The Film in Action Award - Zaire Love

The Film in Action Award honors a filmmaker whose work encourages the pursuit of justice and compassionate living. The 2022 recipient of the award is Zaire Love.

Zaire is an award-winning filmmaker, music maker, writer, and TEDx speaker whose mission is to honor, amplify, and archive the stories and voices of the Black South - focusing her work in Memphis, TN, and Mississippi. Her work captures the lives of Black Southerners and marries them with imagination, creativity, and possibility. In 2021, Zaire received the IF THEN x HULU grant to produce the short film, SLICE, which highlights the uniquely original Black swim culture in Memphis, TN. The highly anticipated film will make its world premiere in 2022.

Zaire is a graduate of Spelman College [BA], Houston Baptist University [M. Ed], and the University of Mississippi [MFA]. She is currently making and creating with her creative cultural studio, Creative Cornbread, and the Southern Foodways Alliance as the Pihakis Filmmaker.

Brian Tallerico, Editor of RogerEbert.com,
Film Critic and Special Guest

Brian Tallerico, the Editor of RogerEbert.com, has covered television, film, video games, Blu-ray/DVD, interviews, and entertainment news for two decades online, on radio, and in print.

In addition, he is a TV writer for Vulture.com, a contributor at Rolling Stone, and freelancer for multiple outlets, including The New York Times, The Playlist, and Rotten Tomatoes. He also serves as President of the Chicago Film Critics Association, co-produces the Chicago Critics Film Festival every May, and is a regular guest on radio stations and podcasts. 

You can follow him on Twitter @Brian_Tallerico. Read his answers to our Movie Love Questionnaire here.

At OIFF 2022, Brian will conduct an interview with Jim Cummings (Director’s Spotlight Award) following a screening of one of Cummings’ films.

 

Professor Skinner Myers,
Scholar-in-Residence

Professor Myers (Assistant Professor, CU Boulder) will deliver a talk about the future of Black Cinema and will be a crucial interlocutor with our award-winning artists throughout the festival.

Originally from Kalamazoo, Michigan, Skinner is a PHD Candidate at the University of Amsterdam and the father of two kids. He holds a BA in East Asian Studies from Columbia University, a MA in International Affairs from Brooklyn College, and currently works as an Assistant Professor of Film Production at the University of Colorado, Boulder. As a filmmaker he has written and directed 11 films.

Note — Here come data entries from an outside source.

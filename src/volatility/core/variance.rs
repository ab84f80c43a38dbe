//! Residual and conditional-variance recursions plus the likelihood driver.
//!
//! Purpose
//! -------
//! Evaluate the AR(1)-GJR-GARCH(1,1,1)-t log-likelihood for a parameter set
//! using preallocated buffers, so the optimizer's inner loop allocates
//! nothing.
//!
//! Key behaviors
//! -------------
//! - [`compute_residuals`]: `ε_t = r_t − μ − φ·r_{t−1}` for `t = 1..n`; the
//!   first return is used only as a regressor.
//! - [`compute_variance`]: `σ²_0 = ω + (α + γ/2 + β)·v₀` from the pre-sample
//!   variance `v₀`, then
//!   `σ²_t = ω + (α + γ·1[ε_{t−1} < 0])·ε²_{t−1} + β·σ²_{t−1}`, each value
//!   clamped by [`VarianceGuards`].
//! - [`likelihood_driver`]: residuals → variances → Σ ln f(ε_t | σ²_t).
//! - [`loglik_terms`]: the per-observation terms, used for scores.
//!
//! Invariants & assumptions
//! ------------------------
//! - Buffers have length `n_eff = returns.len() − 1`; [`GarchScratch`] is
//!   sized once per sample and is single-owner scratch (`RefCell`).
//! - A NaN variance (from NaN inputs) is reported as
//!   `GarchError::InvalidVariance` instead of propagating.
//!
//! Conventions
//! -----------
//! - Index `t` in this module refers to the residual series.
use crate::volatility::{
    core::{guards::VarianceGuards, innovations::StdStudentT, params::GarchParams},
    errors::{GarchError, GarchResult},
};
use ndarray::{Array1, ArrayView1, ArrayViewMut1, Zip};
use std::cell::RefCell;

/// Reusable residual and variance buffers for likelihood evaluation.
///
/// Holds the two arrays the recursions write on every objective call so the
/// optimizer's hot loop runs allocation-free. Both buffers have length
/// `n_eff = returns.len() − 1`; [`likelihood_driver`] resizes them if it is
/// handed a sample of a different length.
///
/// After a successful [`likelihood_driver`] or [`loglik_terms`] call the
/// buffers hold the residuals and variances at the evaluated parameters.
#[derive(Debug, Clone, PartialEq)]
pub struct GarchScratch {
    /// AR(1) residuals `ε_1..ε_{n−1}`.
    pub resid_buf: RefCell<Array1<f64>>,
    /// Guarded conditional variances σ²_t aligned with `resid_buf`.
    pub sigma2_buf: RefCell<Array1<f64>>,
}

impl GarchScratch {
    /// Zero-initialized buffers for `n_eff` residuals.
    pub fn new(n_eff: usize) -> GarchScratch {
        GarchScratch {
            resid_buf: RefCell::new(Array1::zeros(n_eff)),
            sigma2_buf: RefCell::new(Array1::zeros(n_eff)),
        }
    }

    /// Current buffer length (`n_eff`).
    pub fn len(&self) -> usize {
        self.resid_buf.borrow().len()
    }

    /// `true` when sized for a sample with fewer than two returns.
    pub fn is_empty(&self) -> bool {
        self.len() == 0
    }
}

/// AR(1) residuals `out[t−1] = r_t − μ − φ·r_{t−1}`.
///
/// Parameters
/// ----------
/// - `params`: only `μ` and `φ` are read.
/// - `returns`: scaled returns, `len ≥ 2`.
/// - `out`: destination with `out.len() == returns.len() − 1`; ndarray
///   panics on a shape mismatch, so callers size it from the same sample.
pub fn compute_residuals(params: &GarchParams, returns: ArrayView1<f64>, mut out: ArrayViewMut1<f64>) {
    let n = returns.len();
    Zip::from(&mut out)
        .and(returns.slice(ndarray::s![1..n]))
        .and(returns.slice(ndarray::s![0..n - 1]))
        .for_each(|e, &r, &r_prev| *e = r - params.mu - params.phi * r_prev);
}

/// Conditional variances for `resids`, seeded by the pre-sample variance.
///
/// Parameters
/// ----------
/// - `params`: variance coefficients `(ω, α, γ, β)`.
/// - `resids`: residual series from [`compute_residuals`].
/// - `presample`: v₀, the fixed pre-sample variance.
/// - `guards`: clamp applied to every σ²_t, including the first.
/// - `out`: destination, same length as `resids`.
///
/// Returns
/// -------
/// - `Ok(())` with `out[0] = clamp(ω + persistence·v₀)` and the GJR
///   recursion afterwards. An empty `resids` is a no-op.
///
/// Errors
/// ------
/// - `GarchError::InvalidVariance { t, value }` for the first NaN σ²_t.
pub fn compute_variance(
    params: &GarchParams, resids: ArrayView1<f64>, presample: f64, guards: &VarianceGuards,
    mut out: ArrayViewMut1<f64>,
) -> GarchResult<()> {
    if resids.is_empty() {
        return Ok(());
    }
    let mut sigma2 = guards.clamp(params.omega + params.persistence() * presample);
    if sigma2.is_nan() {
        return Err(GarchError::InvalidVariance { t: 0, value: sigma2 });
    }
    out[0] = sigma2;
    for t in 1..resids.len() {
        sigma2 = guards.clamp(params.next_variance(resids[t - 1], sigma2));
        if sigma2.is_nan() {
            return Err(GarchError::InvalidVariance { t, value: sigma2 });
        }
        out[t] = sigma2;
    }
    Ok(())
}

/// Total log-likelihood of `returns` under `params`.
///
/// Fills `scratch` with residuals and variances as a side effect; callers
/// may read them back (e.g. for the terminal state) after a successful call.
///
/// Parameters
/// ----------
/// - `params`: model-space coefficients; not re-validated here.
/// - `returns`: the full return sample; the first value only conditions.
/// - `presample`: fixed σ²₀ input for the variance recursion.
/// - `guards`: σ² clamps.
/// - `scratch`: buffers borrowed mutably for the duration of the call.
///
/// Returns
/// -------
/// - `Σ_t ln f(ε_t | σ²_t, ν)` over `n_eff` terms, where `f` is the
///   standardized Student-t density scaled by σ_t.
///
/// Errors
/// ------
/// - `GarchError::InsufficientData` when `returns` is shorter than 2.
/// - Variance recursion errors.
pub fn likelihood_driver(
    params: &GarchParams, returns: ArrayView1<f64>, presample: f64, guards: &VarianceGuards,
    scratch: &GarchScratch,
) -> GarchResult<f64> {
    fill_scratch(params, returns, presample, guards, scratch)?;
    let innov = StdStudentT::new_unchecked(params.nu);
    let resids = scratch.resid_buf.borrow();
    let sigma2 = scratch.sigma2_buf.borrow();
    Ok(Zip::from(&*resids)
        .and(&*sigma2)
        .fold(0.0, |acc, &e, &s2| acc + innov.log_density(e, s2)))
}

/// Per-observation log-likelihood terms, written into `out`.
///
/// `out` must have length `returns.len() − 1`; entry `t` is the term for
/// residual `t`. Summing `out` reproduces [`likelihood_driver`] up to
/// rounding.
///
/// # Errors
/// As [`likelihood_driver`].
pub fn loglik_terms(
    params: &GarchParams, returns: ArrayView1<f64>, presample: f64, guards: &VarianceGuards,
    scratch: &GarchScratch, mut out: ArrayViewMut1<f64>,
) -> GarchResult<()> {
    fill_scratch(params, returns, presample, guards, scratch)?;
    let innov = StdStudentT::new_unchecked(params.nu);
    let resids = scratch.resid_buf.borrow();
    let sigma2 = scratch.sigma2_buf.borrow();
    Zip::from(&mut out)
        .and(&*resids)
        .and(&*sigma2)
        .for_each(|l, &e, &s2| *l = innov.log_density(e, s2));
    Ok(())
}

/// Resize `scratch` if needed and run both recursions into it.
fn fill_scratch(
    params: &GarchParams, returns: ArrayView1<f64>, presample: f64, guards: &VarianceGuards,
    scratch: &GarchScratch,
) -> GarchResult<()> {
    if returns.len() < 2 {
        return Err(GarchError::InsufficientData { len: returns.len(), required: 2 });
    }
    let n_eff = returns.len() - 1;
    if scratch.len() != n_eff {
        scratch.resid_buf.replace(Array1::zeros(n_eff));
        scratch.sigma2_buf.replace(Array1::zeros(n_eff));
    }
    let mut resids = scratch.resid_buf.borrow_mut();
    let mut sigma2 = scratch.sigma2_buf.borrow_mut();
    compute_residuals(params, returns, resids.view_mut());
    compute_variance(params, resids.view(), presample, guards, sigma2.view_mut())
}

#[cfg(test)]
mod tests {
    use super::*;
    use approx::assert_relative_eq;
    use ndarray::array;

    // -------------------------------------------------------------------------
    // Scope
    // -----
    // These tests cover:
    // - Residual and variance recursions against hand-computed values.
    // - Guard clamping and NaN reporting.
    // - Agreement between the total and the per-observation terms.
    //
    // They intentionally DO NOT cover:
    // - Optimization (see `volatility::models`).
    // -------------------------------------------------------------------------

    fn params() -> GarchParams {
        GarchParams::new(0.1, 0.2, 0.05, 0.05, 0.1, 0.8, 6.0).expect("valid")
    }

    #[test]
    // Purpose
    // -------
    // Residuals and variances follow the recursions step by step.
    //
    // Given
    // -----
    // - Returns [1.0, −0.5, 0.3], v₀ = 1.
    //
    // Expect
    // ------
    // - ε = [−0.5 − 0.1 − 0.2, 0.3 − 0.1 + 0.1] = [−0.8, 0.3].
    // - σ²_0 = 0.05 + 0.9·1; σ²_1 = 0.05 + 0.15·0.64 + 0.8·σ²_0.
    fn recursions_match_hand_computation() {
        // Arrange
        let p = params();
        let returns = array![1.0, -0.5, 0.3];
        let mut resids = Array1::zeros(2);
        let mut sigma2 = Array1::zeros(2);

        // Act
        compute_residuals(&p, returns.view(), resids.view_mut());
        compute_variance(&p, resids.view(), 1.0, &VarianceGuards::default(), sigma2.view_mut())
            .expect("variance");

        // Assert
        assert_relative_eq!(resids[0], -0.8, epsilon = 1e-12);
        assert_relative_eq!(resids[1], 0.3, epsilon = 1e-12);
        let s0 = 0.05 + 0.9;
        assert_relative_eq!(sigma2[0], s0, epsilon = 1e-12);
        assert_relative_eq!(sigma2[1], 0.05 + 0.15 * 0.64 + 0.8 * s0, epsilon = 1e-12);
    }

    #[test]
    // Purpose
    // -------
    // Guards clamp and NaN inputs are reported.
    //
    // Given
    // -----
    // - Guards (1.0, 2.0) with a huge pre-sample variance; a NaN residual.
    //
    // Expect
    // ------
    // - σ²_0 = 2.0; the NaN produces `InvalidVariance { t: 1 }`.
    fn guards_clamp_and_nan_is_reported() {
        let p = params();
        let guards = VarianceGuards::new((1.0, 2.0)).expect("guards");
        let mut sigma2 = Array1::zeros(2);

        compute_variance(&p, array![0.1, 0.1].view(), 1e6, &guards, sigma2.view_mut())
            .expect("variance");
        let err = compute_variance(&p, array![f64::NAN, 0.1].view(), 1.0, &guards, sigma2.view_mut());

        assert_eq!(sigma2[0], 2.0);
        assert!(matches!(err, Err(GarchError::InvalidVariance { t: 1, .. })));
    }

    #[test]
    // Purpose
    // -------
    // The driver's total equals the sum of the per-observation terms, and
    // scratch buffers resize to new samples.
    //
    // Given
    // -----
    // - A short return series evaluated with a scratch sized for a different n.
    //
    // Expect
    // ------
    // - Total = Σ terms; scratch length n − 1.
    fn driver_total_equals_sum_of_terms() {
        // Arrange
        let p = params();
        let returns = array![0.5, -1.2, 0.3, 2.0, -0.7, 0.1];
        let scratch = GarchScratch::new(2);
        let guards = VarianceGuards::default();
        let mut terms = Array1::zeros(5);

        // Act
        let total = likelihood_driver(&p, returns.view(), 1.0, &guards, &scratch).expect("total");
        loglik_terms(&p, returns.view(), 1.0, &guards, &scratch, terms.view_mut()).expect("terms");

        // Assert
        assert_eq!(scratch.len(), 5);
        assert_relative_eq!(total, terms.sum(), epsilon = 1e-12);
        assert!(total.is_finite());
    }
}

His feature film debut, THE SLEEPING NEGRO (2021), world premiered at Slamdance FF and internationally premiered at the Champs-Élysées FF in Paris, France. It won the FIPRESCI award at IFF Mannheim Heidelberg and the VISIONARY award at Cinequest.

Jonathan Rattner,
Artist-in-Residence

Jonathan Rattner is curating a block of experimental films and planning a film workshop for our artists at this summer’s fest. Professor Rattner is an artist and filmmaker who primarily produces experimental nonfiction films and videos. He has screened work in galleries, microcinemas, festivals, and universities internationally, including the Whitechapel Gallery in London, Walker Art Center in Minneapolis, Centre of Contemporary Arts in Glasgow, L’Alternativa in Barcelona, Anthology Film Archives in New York, Current’s New Media Festival in New Mexico, Antimatter in Victoria, Canada, and the Ann Arbor Film Festival in Ann Arbor, Michigan. Most recently his film The Interior, an observational documentary about an Alaskan dog musher and his 56 dogs, won best documentary at the Ann Arbor Film Festival and was acquired by the Walker Art Center’s Ruben/Benston Moving Image Collection. Rattner is currently the president of COOP Gallery, Nashville, Tennessee’s longest established, artist-run curatorial collective, and he holds the position of Associate Professor of Cinema and Media Arts and Art at Vanderbilt University.